Steger v. Bush
This text of 1 S. & M. 172 (Steger v. Bush) is published on Counsel Stack Legal Research, covering Mississippi Chancery Courts primary law. Counsel Stack provides free access to over 12 million legal documents including statutes, case law, regulations, and constitutions.
Opinion
The complainant, as the administrator de bonis non, upon the estate of Harry Long, deceased, seeks to foreclose the statutory mortgage, given in the case of administrator’s sales, for a balance of the purchase-money, due for some negro slaves, belonging to his intestate, which were sold by the original administrator, and which are now in the hands of the'defendant, Matilda Perry, whose husband seems to have been the real, although not the nominal, purchaser thereof.
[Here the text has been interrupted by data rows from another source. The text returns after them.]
use vfs::FileType;

use super::{le_i64, le_u32, put_i64, put_u32, OnDisk};
use crate::{BlockId, InodeId};

/// Marks the end of an extent chain.
const NO_CONTINUATION: u32 = u32::MAX;

/// An inode record as stored in the inode table.
///
/// `size` is the *suffix* size: the number of file bytes held by this node
/// and every node after it, not the occupancy of `block` alone.
#[derive(Debug, Default, Clone, Copy, PartialEq, Eq)]
pub struct DiskInode {
    /// Hard link count
    pub refs: u32,
    /// Type and permission bits
    pub mode: u32,
    pub size: u32,
    /// The single data block owned by this node
    pub block: BlockId,
    /// Next node of the extent chain
    pub next: Option<InodeId>,
    pub atime: i64,
    pub mtime: i64,
}

impl DiskInode {
    pub const DEFAULT_MODE: u32 = 0o100644;

    #[inline]
    pub fn init(&mut self, block: BlockId, now: i64) {
        *self = Self {
            mode: Self::DEFAULT_MODE,
            block,
            atime: now,
            mtime: now,
            ..Default::default()
        }
    }

    #[inline]
    pub fn kind(&self) -> FileType {
        FileType::from_mode(self.mode).unwrap_or_default()
    }

    #[inline]
    pub fn is_dir(&self) -> bool {
        self.kind() == FileType::Directory
    }
}

impl OnDisk for DiskInode {
    const SIZE: usize = 64;

    fn decode(bytes: &[u8]) -> Self {
        let next = le_u32(bytes, 16);
        Self {
            refs: le_u32(bytes, 0),
            mode: le_u32(bytes, 4),
            size: le_u32(bytes, 8),
            block: le_u32(bytes, 12).into(),
            next: (next != NO_CONTINUATION).then_some(next.into()),
            atime: le_i64(bytes, 24),
            mtime: le_i64(bytes, 32),
        }
    }

    fn encode(&self, bytes: &mut [u8]) {
        bytes.fill(0);
        put_u32(bytes, 0, self.refs);
        put_u32(bytes, 4, self.mode);
        put_u32(bytes, 8, self.size);
        put_u32(bytes, 12, self.block.into());
        put_u32(bytes, 16, self.next.map_or(NO_CONTINUATION, u32::from));
        put_i64(bytes, 24, self.atime);
        put_i64(bytes, 32, self.mtime);
    }
}
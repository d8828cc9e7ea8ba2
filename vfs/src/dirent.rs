use crate::Stat;

/// One filled slot of a directory, paired with the attributes of the inode it
/// names.
#[derive(Debug, Clone, PartialEq, Eq)]
pub struct DirEntry {
    /// Inode number
    pub inode: u64,
    pub name: String,
    pub stat: Stat,
}
//! # Inode table and extent chains
//!
//! Inode records sit packed in the inode table blocks and are addressed by
//! number. A file longer than one block is a chain of inodes, each owning one
//! data block; the head's `size` is the file length and every successor holds
//! `BLOCK_SIZE` bytes less than its predecessor. [`InodeTable::chain`] turns
//! that linked representation into an explicit [`Extent`] list, and every
//! operation below works on such a list, so the suffix-size invariant is
//! checked and restored in this module only.

use derive_more::{Display, From, Into};
use log::{debug, trace};
use vfs::{Error, Result};

use crate::arena::{BlockArena, BlockId};
use crate::layout::{DiskInode, OnDisk, INODES_PER_BLOCK, INODE_BITMAP, INODE_TABLE_START};
use crate::{now, BLOCK_SIZE, INODE_COUNT};

const BLOCK_BYTES: u32 = BLOCK_SIZE as u32;

/// Inode number.
#[derive(Debug, Default, Clone, Copy, PartialEq, Eq, PartialOrd, Ord, Hash, From, Into, Display)]
#[repr(transparent)]
pub struct InodeId(u32);

impl InodeId {
    /// Never allocated, so that no live inode is numbered zero.
    pub const RESERVED: Self = Self(0);
    pub const ROOT: Self = Self(1);

    pub const fn new(raw: u32) -> Self {
        Self(raw)
    }

    #[inline]
    fn index(self) -> usize {
        self.0 as usize
    }
}

/// One node of an extent chain.
#[derive(Debug, Clone, Copy, PartialEq, Eq)]
pub struct Extent {
    pub inode: InodeId,
    pub block: BlockId,
    /// Bytes from this node to the end of the file
    pub size: u32,
}

/// Number of chain nodes a file of `size` bytes occupies.
#[inline]
pub fn chain_len(size: u32) -> usize {
    (size as usize).div_ceil(BLOCK_SIZE).max(1)
}

#[derive(Debug)]
pub struct InodeTable {
    arena: BlockArena,
}

impl InodeTable {
    pub fn new(mut arena: BlockArena) -> Self {
        if !INODE_BITMAP.get(arena.bitmaps(), InodeId::RESERVED.index()) {
            INODE_BITMAP.put(arena.bitmaps_mut(), InodeId::RESERVED.index(), true);
        }
        Self { arena }
    }

    #[inline]
    pub fn arena(&self) -> &BlockArena {
        &self.arena
    }

    #[inline]
    pub fn arena_mut(&mut self) -> &mut BlockArena {
        &mut self.arena
    }

    /// Position of an inode record: **block** and **offset inside the block**.
    fn disk_inode_pos(inum: InodeId) -> (BlockId, usize) {
        let block_id = INODE_TABLE_START + inum.index() / INODES_PER_BLOCK;
        let offset = inum.index() % INODES_PER_BLOCK * DiskInode::SIZE;

        (BlockId::new(block_id as u32), offset)
    }

    pub fn is_allocated(&self, inum: InodeId) -> bool {
        inum.index() < INODE_COUNT && INODE_BITMAP.get(self.arena.bitmaps(), inum.index())
    }

    pub fn get(&self, inum: InodeId) -> Option<DiskInode> {
        self.on_disk(inum, |disk_inode| *disk_inode).ok()
    }

    /// Reads an allocated inode record and processes it.
    pub fn on_disk<V>(&self, inum: InodeId, f: impl FnOnce(&DiskInode) -> V) -> Result<V> {
        if !self.is_allocated(inum) {
            return Err(Error::NotFound);
        }
        let (block_id, offset) = Self::disk_inode_pos(inum);
        self.arena.map(block_id, offset, f)
    }

    /// Modifies an allocated inode record in place.
    pub fn on_disk_mut<V>(&mut self, inum: InodeId, f: impl FnOnce(&mut DiskInode) -> V) -> Result<V> {
        if !self.is_allocated(inum) {
            return Err(Error::NotFound);
        }
        let (block_id, offset) = Self::disk_inode_pos(inum);
        self.arena.map_mut(block_id, offset, f)
    }

    /// Allocates the first free inode together with its data block.
    pub fn allocate(&mut self) -> Result<InodeId> {
        let index = INODE_BITMAP
            .first_clear(self.arena.bitmaps(), 0)
            .ok_or(Error::Exhausted)?;
        let inum = InodeId(index as u32);
        self.claim(inum)?;
        Ok(inum)
    }

    /// Allocates one specific inode slot.
    pub(crate) fn claim(&mut self, inum: InodeId) -> Result<()> {
        if inum.index() >= INODE_COUNT {
            return Err(Error::InvalidArgument("inode number out of range"));
        }
        if self.is_allocated(inum) {
            return Err(Error::AlreadyExists);
        }

        let block = self.arena.alloc_block()?;
        INODE_BITMAP.put(self.arena.bitmaps_mut(), inum.index(), true);
        self.on_disk_mut(inum, |disk_inode| disk_inode.init(block, now()))?;
        trace!("alloc_inode() -> {inum}, block {block}");

        Ok(())
    }

    /// Frees an unreferenced inode and its whole extent chain.
    pub fn free(&mut self, inum: InodeId) -> Result<()> {
        let refs = self.on_disk(inum, |disk_inode| disk_inode.refs)?;
        if refs != 0 {
            return Err(Error::InvalidArgument("inode still has links"));
        }

        debug!("free_inode({inum})");
        let chain = self.chain(inum)?;
        for extent in chain.iter().rev() {
            self.release(extent.inode)?;
        }
        Ok(())
    }

    /// The extent chain starting at `head`, checked against the suffix-size
    /// invariant.
    pub fn chain(&self, head: InodeId) -> Result<Vec<Extent>> {
        let first = self.on_disk(head, |disk_inode| *disk_inode)?;
        let mut chain = Vec::with_capacity(chain_len(first.size));
        let mut cursor = (head, first);

        loop {
            let (inum, node) = cursor;
            if chain.len() == INODE_COUNT {
                return Err(Error::IntegrityViolation("extent chain loops"));
            }
            chain.push(Extent {
                inode: inum,
                block: node.block,
                size: node.size,
            });

            let next = match (node.size > BLOCK_BYTES, node.next) {
                (false, None) => return Ok(chain),
                (true, Some(next)) => next,
                (true, None) => {
                    return Err(Error::IntegrityViolation("extent chain ends early"));
                }
                (false, Some(_)) => {
                    return Err(Error::IntegrityViolation("extent chain continues past its end"));
                }
            };

            let successor = self
                .get(next)
                .ok_or(Error::IntegrityViolation("continuation inode is not allocated"))?;
            if successor.size != node.size - BLOCK_BYTES {
                return Err(Error::IntegrityViolation("continuation size is inconsistent"));
            }
            cursor = (next, successor);
        }
    }

    /// Lengthens the file by `delta` bytes.
    ///
    /// Continuations are allocated before anything is linked; when the image
    /// runs out of space the fresh nodes are released again and the chain is
    /// left untouched.
    pub fn grow(&mut self, head: InodeId, delta: u32) -> Result<()> {
        if delta == 0 {
            return Ok(());
        }

        let chain = self.chain(head)?;
        let new_size = chain[0]
            .size
            .checked_add(delta)
            .ok_or(Error::InvalidArgument("file size overflows"))?;
        debug!("growing inode {head} from {} to {new_size}", chain[0].size);

        let needed = chain_len(new_size) - chain.len();
        let mut fresh = Vec::with_capacity(needed);
        for _ in 0..needed {
            match self.allocate() {
                Ok(inum) => fresh.push(inum),
                Err(err) => {
                    for inum in fresh {
                        self.release(inum)?;
                    }
                    return Err(err);
                }
            }
        }

        let mut tail = chain[chain.len() - 1].inode;
        for &inum in &fresh {
            self.on_disk_mut(tail, |disk_inode| disk_inode.next = Some(inum))?;
            tail = inum;
        }

        let mut size = new_size;
        for inum in chain.iter().map(|extent| extent.inode).chain(fresh) {
            self.on_disk_mut(inum, |disk_inode| disk_inode.size = size)?;
            size = size.saturating_sub(BLOCK_BYTES);
        }

        Ok(())
    }

    /// Shortens the file by `delta` bytes. At least one byte must remain; use
    /// [`InodeTable::clear`] to empty a file.
    pub fn shrink(&mut self, head: InodeId, delta: u32) -> Result<()> {
        if delta == 0 {
            return Ok(());
        }

        let chain = self.chain(head)?;
        let new_size = chain[0]
            .size
            .checked_sub(delta)
            .filter(|&size| size > 0)
            .ok_or(Error::InvalidArgument("shrink would leave no bytes"))?;
        debug!("shrinking inode {head} from {} to {new_size}", chain[0].size);

        let (kept, dropped) = chain.split_at(chain_len(new_size));
        let tail = kept[kept.len() - 1];

        self.on_disk_mut(tail.inode, |disk_inode| disk_inode.next = None)?;
        for extent in dropped.iter().rev() {
            self.release(extent.inode)?;
        }
        for extent in kept {
            self.on_disk_mut(extent.inode, |disk_inode| disk_inode.size -= delta)?;
        }

        // bytes past the new end must read back as zeros after a later grow
        let tail_len = (tail.size - delta) as usize;
        self.arena.get_block_mut(tail.block)?[tail_len..].fill(0);

        Ok(())
    }

    /// Drops every byte of the file, keeping only the head node.
    pub fn clear(&mut self, head: InodeId) -> Result<()> {
        let chain = self.chain(head)?;
        debug!("clearing inode {head} ({} bytes)", chain[0].size);

        for extent in chain[1..].iter().rev() {
            self.release(extent.inode)?;
        }
        self.on_disk_mut(head, |disk_inode| {
            disk_inode.size = 0;
            disk_inode.next = None;
        })?;
        self.arena.get_block_mut(chain[0].block)?.fill(0);

        Ok(())
    }

    /// Sets the file length to `size`, growing or shrinking as needed.
    pub fn resize(&mut self, head: InodeId, size: u32) -> Result<()> {
        let current = self.on_disk(head, |disk_inode| disk_inode.size)?;
        match size {
            0 => self.clear(head),
            size if size >= current => self.grow(head, size - current),
            size => self.shrink(head, current - size),
        }
    }

    /// Copies file bytes starting at `offset` into `buf`; returns the number
    /// of bytes copied, which is short only at the end of the file.
    pub fn read_at(&self, head: InodeId, offset: usize, buf: &mut [u8]) -> Result<usize> {
        let chain = self.chain(head)?;
        let size = chain[0].size as usize;
        if offset >= size {
            return Ok(0);
        }

        let len = buf.len().min(size - offset);
        let mut copied = 0;
        // whole blocks before `offset` are skipped, then the copy is split at
        // every block boundary
        for extent in chain.iter().skip(offset / BLOCK_SIZE) {
            if copied == len {
                break;
            }
            let start = (offset + copied) % BLOCK_SIZE;
            let count = (BLOCK_SIZE - start).min(len - copied);
            let block = self.arena.get_block(extent.block)?;
            buf[copied..copied + count].copy_from_slice(&block[start..start + count]);
            copied += count;
        }

        Ok(copied)
    }

    /// Copies `buf` into the file at `offset`, growing it first when the
    /// write ends past the current length.
    pub fn write_at(&mut self, head: InodeId, offset: usize, buf: &[u8]) -> Result<usize> {
        if buf.is_empty() {
            return Ok(0);
        }

        let end = offset
            .checked_add(buf.len())
            .and_then(|end| u32::try_from(end).ok())
            .ok_or(Error::InvalidArgument("write ends past the largest file size"))?;
        let size = self.on_disk(head, |disk_inode| disk_inode.size)?;
        if end > size {
            self.grow(head, end - size)?;
        }

        let chain = self.chain(head)?;
        let mut written = 0;
        for extent in chain.iter().skip(offset / BLOCK_SIZE) {
            if written == buf.len() {
                break;
            }
            let start = (offset + written) % BLOCK_SIZE;
            let count = (BLOCK_SIZE - start).min(buf.len() - written);
            let block = self.arena.get_block_mut(extent.block)?;
            block[start..start + count].copy_from_slice(&buf[written..written + count]);
            written += count;
        }

        Ok(written)
    }

    /// Number of inode slots still available.
    pub fn free_inodes(&self) -> usize {
        INODE_BITMAP.count_clear(self.arena.bitmaps())
    }
}

impl InodeTable {
    /// Frees one node: its block, its record and its bitmap bit.
    fn release(&mut self, inum: InodeId) -> Result<()> {
        let block = self.on_disk(inum, |disk_inode| disk_inode.block)?;
        trace!("release_inode({inum}), block {block}");

        self.arena.free_block(block)?;
        self.on_disk_mut(inum, |disk_inode| *disk_inode = DiskInode::default())?;
        INODE_BITMAP.put(self.arena.bitmaps_mut(), inum.index(), false);

        Ok(())
    }
}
The case is defended on the ground, that, as to the unpaid portion of the purchase-money, the original administrator received the note of a third person, with indorsers, the proceeds of which were to have been applied in payment of this debt; and that the administrator delayed the prosecution of that claim, until the parties thereto became insolvent. It is hence insisted, that the administrator became liable for the amount of the note so received ; and that, as a consequence there-[188]*188©f, the' lien or statutory mortgage on the slaves is released and discharged.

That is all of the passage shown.